FAIT DU JOUR La synagogue de Nîmes sait vivre avec son temps (1/2)
La synagogue de Nîmes a plus de deux siècles d'existence. Méconnue, elle interroge les Nîmois qui n'y ont jamais mis les pieds. Franck Saadoun nous fait visiter les lieux et nous explique la vie de la communauté juive au XXIe siècle à Nîmes.
La synagogue de Nîmes est la propriété de la municipalité. Elle y héberge la communauté juive, par le biais d'un bail emphytéotique. L'édifice est classé et visité lors des journées du patrimoine. Avec 450 familles soit environ 1 300 personnes la communauté juive du Gard se porte bien.
Franck Saadoun est le secrétaire adjoint de l'Association cultuelle, israélite de Nîmes et du Gard (ACING). C'est lui qui nous servira de guide. "Cette synagogue est construite sur le modèle très particulier des synagogues du comtat Venaissin car les deux principaux bâtisseurs étaient de Carpentras. Nîmes, du XIIIe siècle jusqu'à la Révolution, était une ville des juifs du pape. Ici, rue Roussy, la synagogue a été bâti sur un édifice déjà existant et dont il reste quelques traces comme certaines poutres marquée d'une date antérieure à la création de la synagogue."
Les portes et vitraux de la façade haute et étroite sont déjà un appel au judaïsme. Les formes des tables de la loi sont clairement rappelées. Commençons la visite par le hall d'entrée. La plaque rappelant les enfants juifs de Nîmes et du Gard déportés entre 1942 et 1944. "Avant, cette plaque était dans le hall de la gare de Nîmes mais nous avons trouvé 11 nouveaux noms que l'on voulait rajouter. Le grand rabbin de France viendra l'inaugurer bientôt." Une éternité que le grand rabbin de France n'est pas venu à Nîmes et pour la communauté ce moment sera primordial.
Continuons la visite. Sur la droite du rez-de-chaussée, une salle où le rabbin habitait à l'époque. "Disons que toutes les synagogues du comtat Venaissin sont construites de la même manière, les salles d'études, d'apprentissage et le logement du rabbin sont en bas et la salle de prière est à l'étage." Rappelons qu'une synagogue n'est aucune un lieu fermé. "Synagogue, en hébreu bet knesset, maison de l’assemblée, signifie simplement "dix hommes qui prient", en effet, la prière ne peut être agréée que par un quorum de dix hommes âgés minimum de 13 ans. C'est devenu la maison où l'on vient prier, où l'on se rassemble. C'est surtout un lieu d'études."
Dans les années 1980 et alors que l'intérieur des pièces du rez-de-chaussée sont réaménagées, la communauté fait une belle découverte.

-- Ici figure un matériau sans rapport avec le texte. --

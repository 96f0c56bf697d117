//! Decoding of single values from the three data section encodings.
//!
//! The data reader only ever asks for "the next value of type `T`"; how that
//! value is obtained is decided by the [`ValueSource`] implementation:
//!
//! - [`AsciiRow`] parses whitespace separated tokens of one line,
//! - [`BinarySource`] reads fixed width values in byte order `B`.

use std::{
    io,
    marker::PhantomData,
    str::SplitAsciiWhitespace,
};

use byteorder::ByteOrder;

use crate::{
    parse::Input,
    types::{Primitive, ScalarType},
};


/// Why a single value could not be decoded. Turned into a positioned
/// [`Error`][crate::Error] by the data reader.
#[derive(Debug)]
pub(crate) enum DecodeError {
    /// The ASCII token is not a valid literal of the expected type.
    Parse {
        token: String,
        ty: ScalarType,
        msg: String,
    },

    /// A list length value is negative or not integral.
    InvalidListLen {
        value: String,
        ty: ScalarType,
    },

    /// The ASCII row has no more tokens.
    MissingToken,

    /// The binary input ended in the middle of a value.
    Truncated,

    Io(io::Error),
}

impl From<io::Error> for DecodeError {
    fn from(src: io::Error) -> Self {
        DecodeError::Io(src)
    }
}

/// Something values can be read from, one at a time.
pub(crate) trait ValueSource {
    fn read<T: Primitive>(&mut self) -> Result<T, DecodeError>;
}


// ===========================================================================
// ===== ASCII
// ===========================================================================

/// The tokens of one line of an ASCII data section.
pub(crate) struct AsciiRow<'a> {
    tokens: SplitAsciiWhitespace<'a>,
}

impl<'a> AsciiRow<'a> {
    pub(crate) fn new(line: &'a str) -> Self {
        Self {
            tokens: line.split_ascii_whitespace(),
        }
    }

    /// Returns the first token that was not consumed, if any.
    pub(crate) fn next_unused(&mut self) -> Option<&'a str> {
        self.tokens.next()
    }
}

impl ValueSource for AsciiRow<'_> {
    fn read<T: Primitive>(&mut self) -> Result<T, DecodeError> {
        let token = self.tokens.next().ok_or(DecodeError::MissingToken)?;
        T::parse_ascii(token).map_err(|msg| DecodeError::Parse {
            token: token.to_string(),
            ty: T::TY,
            msg,
        })
    }
}


// ===========================================================================
// ===== Binary
// ===========================================================================

/// Reads raw, tightly packed values in byte order `B` from an [`Input`].
pub(crate) struct BinarySource<'a, I, B> {
    input: &'a mut I,
    _order: PhantomData<B>,
}

impl<'a, I: Input, B: ByteOrder> BinarySource<'a, I, B> {
    pub(crate) fn new(input: &'a mut I) -> Self {
        Self {
            input,
            _order: PhantomData,
        }
    }
}

impl<I: Input, B: ByteOrder> ValueSource for BinarySource<'_, I, B> {
    fn read<T: Primitive>(&mut self) -> Result<T, DecodeError> {
        let len = T::TY.len().as_usize();
        self.input
            .take_bytes(len, |buf| Ok::<_, DecodeError>(T::read_bytes::<B>(buf)))?
            .ok_or(DecodeError::Truncated)
    }
}


#[cfg(test)]
mod tests {
    use std::io::Cursor;
    use byteorder::{BigEndian, LittleEndian};
    use crate::{
        parse::buf::Buffer,
        value::{read_scalar, Scalar},
    };
    use super::*;

    #[test]
    fn ascii_tokens() {
        let mut row = AsciiRow::new("  1.5\t-3  0x10 ");
        assert_eq!(row.read::<f32>().unwrap(), 1.5);
        assert_eq!(row.read::<i16>().unwrap(), -3);
        assert_eq!(row.read::<u8>().unwrap(), 16);
        assert!(matches!(row.read::<u8>(), Err(DecodeError::MissingToken)));
    }

    #[test]
    fn ascii_invalid_token() {
        let mut row = AsciiRow::new("300 7");
        match row.read::<u8>() {
            Err(DecodeError::Parse { token, ty, .. }) => {
                assert_eq!(token, "300");
                assert_eq!(ty, ScalarType::UInt8);
            }
            other => panic!("unexpected result: {:?}", other),
        }
        assert_eq!(row.next_unused(), Some("7"));
    }

    #[test]
    fn binary_endianness() {
        let data: [u8; 4] = [0x01, 0x00, 0x00, 0x00];

        let mut le = Buffer::new(Cursor::new(data));
        let mut le = BinarySource::<_, LittleEndian>::new(&mut le);
        assert_eq!(read_scalar(&mut le, ScalarType::Int32).unwrap(), Scalar::Int32(1));

        let mut be = Buffer::new(Cursor::new(data));
        let mut be = BinarySource::<_, BigEndian>::new(&mut be);
        assert_eq!(read_scalar(&mut be, ScalarType::Int32).unwrap(), Scalar::Int32(16_777_216));
    }

    #[test]
    fn binary_packed_values() {
        let data: [u8; 6] = [0xff, 0x00, 0x01, 0x00, 0x80, 0x3f];
        let mut buf = Buffer::new(Cursor::new(data));
        let mut src = BinarySource::<_, LittleEndian>::new(&mut buf);

        assert_eq!(src.read::<i8>().unwrap(), -1);
        assert_eq!(src.read::<u16>().unwrap(), 256);
        assert!(matches!(src.read::<f32>(), Err(DecodeError::Truncated)));
    }
}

Une redécouverte en réalité. "Dans ce qui est devenu le bureau, nous avons retrouvé le four à matsot (NDLR, pain azyme) qui était muré ! Il est grand et il devait servir au-delà de Nîmes... Nous avons renommé cette salle du nom de Jacques Studniberg(1902-1978), un Polonais qui avait survécu à Auschwitz, qui habitait là et qui a occupé 45 années durant, la fonction de shamash."
Au rez-de-chaussée, il y a aussi la salle d'apprentissage Talmud-Torah, la salle Élie-Stopper. "C'était un président émérite et un bâtisseur pour la communauté. Dans cette salle, les garçons sont formés jusqu'à l'âge de 13 ans à l'hébreu, la liturgie, à la torah, à l'histoire et à la manière dont on prie." Même si un mikvé (bain rituel) médiéval a été retrouvé, la communauté féminine mérite tout de même d'autres égards.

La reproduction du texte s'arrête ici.